WHAT YOU SHOULD DO:
Please copy all of the records exactly, leaving nothing out.

(ENTRIES PROVIDED begins)

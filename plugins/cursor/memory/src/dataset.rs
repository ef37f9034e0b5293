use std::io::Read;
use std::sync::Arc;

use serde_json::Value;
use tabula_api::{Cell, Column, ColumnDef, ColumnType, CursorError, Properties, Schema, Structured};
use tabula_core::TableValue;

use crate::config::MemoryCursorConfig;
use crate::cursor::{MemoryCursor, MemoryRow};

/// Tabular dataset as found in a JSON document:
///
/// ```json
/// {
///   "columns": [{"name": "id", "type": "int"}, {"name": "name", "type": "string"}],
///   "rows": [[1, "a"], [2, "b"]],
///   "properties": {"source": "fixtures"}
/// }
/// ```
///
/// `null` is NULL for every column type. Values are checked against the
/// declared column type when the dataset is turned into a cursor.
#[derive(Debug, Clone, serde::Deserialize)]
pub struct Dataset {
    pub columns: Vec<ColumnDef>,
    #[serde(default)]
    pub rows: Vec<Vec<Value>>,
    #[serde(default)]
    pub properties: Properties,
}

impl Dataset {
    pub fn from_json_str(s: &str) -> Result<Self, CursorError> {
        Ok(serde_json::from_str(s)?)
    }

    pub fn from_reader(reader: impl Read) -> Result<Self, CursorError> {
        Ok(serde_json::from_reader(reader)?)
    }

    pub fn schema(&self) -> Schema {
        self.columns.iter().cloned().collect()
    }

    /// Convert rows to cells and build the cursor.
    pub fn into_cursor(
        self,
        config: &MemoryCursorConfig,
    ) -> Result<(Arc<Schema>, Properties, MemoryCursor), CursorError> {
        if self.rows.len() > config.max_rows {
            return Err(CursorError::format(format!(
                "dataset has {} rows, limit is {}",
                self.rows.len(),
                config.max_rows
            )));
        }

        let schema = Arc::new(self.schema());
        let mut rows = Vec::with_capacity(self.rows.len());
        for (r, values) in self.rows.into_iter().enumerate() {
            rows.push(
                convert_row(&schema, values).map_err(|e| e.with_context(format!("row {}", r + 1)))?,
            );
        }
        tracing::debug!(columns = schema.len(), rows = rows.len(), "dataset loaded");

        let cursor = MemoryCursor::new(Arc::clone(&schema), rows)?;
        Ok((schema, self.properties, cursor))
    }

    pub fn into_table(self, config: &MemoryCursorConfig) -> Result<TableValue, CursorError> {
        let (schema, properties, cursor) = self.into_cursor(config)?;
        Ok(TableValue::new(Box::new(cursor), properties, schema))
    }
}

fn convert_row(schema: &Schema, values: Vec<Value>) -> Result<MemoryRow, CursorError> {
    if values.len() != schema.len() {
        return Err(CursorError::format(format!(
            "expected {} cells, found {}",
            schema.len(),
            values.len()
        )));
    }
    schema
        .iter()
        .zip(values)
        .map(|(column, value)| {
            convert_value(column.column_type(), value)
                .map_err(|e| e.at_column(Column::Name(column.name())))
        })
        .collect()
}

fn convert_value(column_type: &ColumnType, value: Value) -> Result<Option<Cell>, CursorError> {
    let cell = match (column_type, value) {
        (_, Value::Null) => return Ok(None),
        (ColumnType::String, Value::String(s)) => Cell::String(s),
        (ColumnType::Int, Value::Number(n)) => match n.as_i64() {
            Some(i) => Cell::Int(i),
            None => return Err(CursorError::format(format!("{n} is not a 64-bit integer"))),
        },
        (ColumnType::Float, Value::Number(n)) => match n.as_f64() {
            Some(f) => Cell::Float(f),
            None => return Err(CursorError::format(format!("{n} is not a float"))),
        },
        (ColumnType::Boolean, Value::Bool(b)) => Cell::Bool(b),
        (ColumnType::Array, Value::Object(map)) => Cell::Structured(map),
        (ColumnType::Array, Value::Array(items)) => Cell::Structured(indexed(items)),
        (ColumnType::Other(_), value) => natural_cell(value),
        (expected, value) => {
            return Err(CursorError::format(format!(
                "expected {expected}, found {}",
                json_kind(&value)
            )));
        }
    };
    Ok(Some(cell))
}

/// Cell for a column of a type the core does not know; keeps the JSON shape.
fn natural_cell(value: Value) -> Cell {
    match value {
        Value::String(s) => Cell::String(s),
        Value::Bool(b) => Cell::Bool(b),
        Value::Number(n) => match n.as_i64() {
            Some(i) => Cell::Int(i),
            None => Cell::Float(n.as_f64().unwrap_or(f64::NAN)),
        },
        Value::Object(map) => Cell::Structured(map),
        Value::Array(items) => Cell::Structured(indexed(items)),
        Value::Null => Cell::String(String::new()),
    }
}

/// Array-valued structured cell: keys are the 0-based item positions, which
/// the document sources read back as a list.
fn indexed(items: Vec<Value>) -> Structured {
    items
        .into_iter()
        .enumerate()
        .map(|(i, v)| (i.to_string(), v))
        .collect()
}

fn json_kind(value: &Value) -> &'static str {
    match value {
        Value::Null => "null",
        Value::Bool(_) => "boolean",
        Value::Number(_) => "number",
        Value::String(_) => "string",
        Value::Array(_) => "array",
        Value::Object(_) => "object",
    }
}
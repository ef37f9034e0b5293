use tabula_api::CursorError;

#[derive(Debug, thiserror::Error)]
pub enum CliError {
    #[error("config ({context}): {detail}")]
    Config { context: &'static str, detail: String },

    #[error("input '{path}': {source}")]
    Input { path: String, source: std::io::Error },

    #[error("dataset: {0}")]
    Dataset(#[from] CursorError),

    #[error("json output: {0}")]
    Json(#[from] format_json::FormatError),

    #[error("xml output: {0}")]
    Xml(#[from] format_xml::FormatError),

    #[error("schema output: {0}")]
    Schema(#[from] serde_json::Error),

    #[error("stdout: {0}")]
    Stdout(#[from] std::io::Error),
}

(ENTRIES PROVIDED ends)

OUTPUT BELOW:
filename plugins/cursor/memory/src/dataset.rs
repository ef37f9034e0b5293
use std::io::Read;
use std::sync::Arc;

use serde_json::Value;
use tabula_api::{Cell, Column, ColumnDef, ColumnType, CursorError, Properties, Schema, Structured};
use tabula_core::TableValue;

use crate::config::MemoryCursorConfig;
use crate::cursor::{MemoryCursor, MemoryRow};

/// Tabular dataset as found in a JSON document:
///
/// ```json
/// {
///   "columns": [{"name": "id", "type": "int"}, {"name": "name", "type": "string"}],
///   "rows": [[1, "a"], [2, "b"]],
///   "properties": {"source": "fixtures"}
/// }
/// ```
///
/// `null` is NULL for every column type. Values are checked against the
/// declared column type when the dataset is turned into a cursor.
#[derive(Debug, Clone, serde::Deserialize)]
pub struct Dataset {
    pub columns: Vec<ColumnDef>,
    #[serde(default)]
    pub rows: Vec<Vec<Value>>,
    #[serde(default)]
    pub properties: Properties,
}

impl Dataset {
    pub fn from_json_str(s: &str) -> Result<Self, CursorError> {
        Ok(serde_json::from_str(s)?)
    }

    pub fn from_reader(reader: impl Read) -> Result<Self, CursorError> {
        Ok(serde_json::from_reader(reader)?)
    }

    pub fn schema(&self) -> Schema {
        self.columns.iter().cloned().collect()
    }

    /// Convert rows to cells and build the cursor.
    pub fn into_cursor(
        self,
        config: &MemoryCursorConfig,
    ) -> Result<(Arc<Schema>, Properties, MemoryCursor), CursorError> {
        if self.rows.len() > config.max_rows {
            return Err(CursorError::format(format!(
                "dataset has {} rows, limit is {}",
                self.rows.len(),
                config.max_rows
            )));
        }

        let schema = Arc::new(self.schema());
        let mut rows = Vec::with_capacity(self.rows.len());
        for (r, values) in self.rows.into_iter().enumerate() {
            rows.push(
                convert_row(&schema, values).map_err(|e| e.with_context(format!("row {}", r + 1)))?,
            );
        }
        tracing::debug!(columns = schema.len(), rows = rows.len(), "dataset loaded");

        let cursor = MemoryCursor::new(Arc::clone(&schema), rows)?;
        Ok((schema, self.properties, cursor))
    }

    pub fn into_table(self, config: &MemoryCursorConfig) -> Result<TableValue, CursorError> {
        let (schema, properties, cursor) = self.into_cursor(config)?;
        Ok(TableValue::new(Box::new(cursor), properties, schema))
    }
}

fn convert_row(schema: &Schema, values: Vec<Value>) -> Result<MemoryRow, CursorError> {
    if values.len() != schema.len() {
        return Err(CursorError::format(format!(
            "expected {} cells, found {}",
            schema.len(),
            values.len()
        )));
    }
    schema
        .iter()
        .zip(values)
        .map(|(column, value)| {
            convert_value(column.column_type(), value)
                .map_err(|e| e.at_column(Column::Name(column.name())))
        })
        .collect()
}

fn convert_value(column_type: &ColumnType, value: Value) -> Result<Option<Cell>, CursorError> {
    let cell = match (column_type, value) {
        (_, Value::Null) => return Ok(None),
        (ColumnType::String, Value::String(s)) => Cell::String(s),
        (ColumnType::Int, Value::Number(n)) => match n.as_i64() {
            Some(i) => Cell::Int(i),
            None => return Err(CursorError::format(format!("{n} is not a 64-bit integer"))),
        },
        (ColumnType::Float, Value::Number(n)) => match n.as_f64() {
            Some(f) => Cell::Float(f),
            None => return Err(CursorError::format(format!("{n} is not a float"))),
        },
        (ColumnType::Boolean, Value::Bool(b)) => Cell::Bool(b),
        (ColumnType::Array, Value::Object(map)) => Cell::Structured(map),
        (ColumnType::Array, Value::Array(items)) => Cell::Structured(indexed(items)),
        (ColumnType::Other(_), value) => natural_cell(value),
        (expected, value) => {
            return Err(CursorError::format(format!(
                "expected {expected}, found {}",
                json_kind(&value)
            )));
        }
    };
    Ok(Some(cell))
}

/// Cell for a column of a type the core does not know; keeps the JSON shape.
fn natural_cell(value: Value) -> Cell {
    match value {
        Value::String(s) => Cell::String(s),
        Value::Bool(b) => Cell::Bool(b),
        Value::Number(n) => match n.as_i64() {
            Some(i) => Cell::Int(i),
            None => Cell::Float(n.as_f64().unwrap_or(f64::NAN)),
        },
        Value::Object(map) => Cell::Structured(map),
        Value::Array(items) => Cell::Structured(indexed(items)),
        Value::Null => Cell::String(String::new()),
    }
}

/// Array-valued structured cell: keys are the 0-based item positions, which
/// the document sources read back as a list.
fn indexed(items: Vec<Value>) -> Structured {
    items
        .into_iter()
        .enumerate()
        .map(|(i, v)| (i.to_string(), v))
        .collect()
}

fn json_kind(value: &Value) -> &'static str {
    match value {
        Value::Null => "null",
        Value::Bool(_) => "boolean",
        Value::Number(_) => "number",
        Value::String(_) => "string",
        Value::Array(_) => "array",
        Value::Object(_) => "object",
    }
}
repository ef37f9034e0b5293
use tabula_api::CursorError;

#[derive(Debug, thiserror::Error)]
pub enum CliError {
    #[error("config ({context}): {detail}")]
    Config { context: &'static str, detail: String },

    #[error("input '{path}': {source}")]
    Input { path: String, source: std::io::Error },

    #[error("dataset: {0}")]
    Dataset(#[from] CursorError),

    #[error("json output: {0}")]
    Json(#[from] format_json::FormatError),

    #[error("xml output: {0}")]
    Xml(#[from] format_xml::FormatError),

    #[error("schema output: {0}")]
    Schema(#[from] serde_json::Error),

    #[error("stdout: {0}")]
    Stdout(#[from] std::io::Error),
}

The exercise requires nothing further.